*** Data for this exercise ***

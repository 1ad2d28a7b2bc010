//! Analytics sinks (best-effort, fire-and-forget).

use std::sync::{Arc, Mutex};

use async_trait::async_trait;
use thiserror::Error;

use crate::event::{Event, IntakeEvent};

#[derive(Debug, Error)]
pub enum AnalyticsError {
    #[error("analytics sink unavailable: {0}")]
    Unavailable(String),
}

/// Destination for intake events.
///
/// Callers treat every error as non-fatal: it is logged and dropped.
#[async_trait]
pub trait AnalyticsSink: Send + Sync {
    async fn track(&self, event: &IntakeEvent) -> Result<(), AnalyticsError>;
}

#[async_trait]
impl<S> AnalyticsSink for Arc<S>
where
    S: AnalyticsSink + ?Sized,
{
    async fn track(&self, event: &IntakeEvent) -> Result<(), AnalyticsError> {
        (**self).track(event).await
    }
}

/// Emits each event as a structured log line.
#[derive(Debug, Default, Clone, Copy)]
pub struct TracingAnalyticsSink;

#[async_trait]
impl AnalyticsSink for TracingAnalyticsSink {
    async fn track(&self, event: &IntakeEvent) -> Result<(), AnalyticsError> {
        let payload = serde_json::to_string(event)
            .map_err(|e| AnalyticsError::Unavailable(format!("serialize: {e}")))?;
        tracing::info!(
            target: "analytics",
            event_type = event.event_type(),
            version = event.version(),
            payload = %payload,
            "analytics event"
        );
        Ok(())
    }
}

/// In-memory sink for tests/dev.
#[derive(Debug, Default)]
pub struct InMemoryAnalyticsSink {
    events: Mutex<Vec<IntakeEvent>>,
}

impl InMemoryAnalyticsSink {
    pub fn new() -> Self {
        Self::default()
    }

    /// Snapshot of everything tracked so far.
    pub fn events(&self) -> Vec<IntakeEvent> {
        self.events.lock().map(|e| e.clone()).unwrap_or_default()
    }
}

#[async_trait]
impl AnalyticsSink for InMemoryAnalyticsSink {
    async fn track(&self, event: &IntakeEvent) -> Result<(), AnalyticsError> {
        self.events
            .lock()
            .map_err(|_| AnalyticsError::Unavailable("lock poisoned".to_string()))?
            .push(event.clone());
        Ok(())
    }
}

*** End of Data for this exercise ***

Problem to solve: Read the lines above. Gather those in which the string "AnalyticsError" is found.

Finished task:
pub enum AnalyticsError {
    async fn track(&self, event: &IntakeEvent) -> Result<(), AnalyticsError>;
    async fn track(&self, event: &IntakeEvent) -> Result<(), AnalyticsError> {
    async fn track(&self, event: &IntakeEvent) -> Result<(), AnalyticsError> {
            .map_err(|e| AnalyticsError::Unavailable(format!("serialize: {e}")))?;
    async fn track(&self, event: &IntakeEvent) -> Result<(), AnalyticsError> {
            .map_err(|_| AnalyticsError::Unavailable("lock poisoned".to_string()))?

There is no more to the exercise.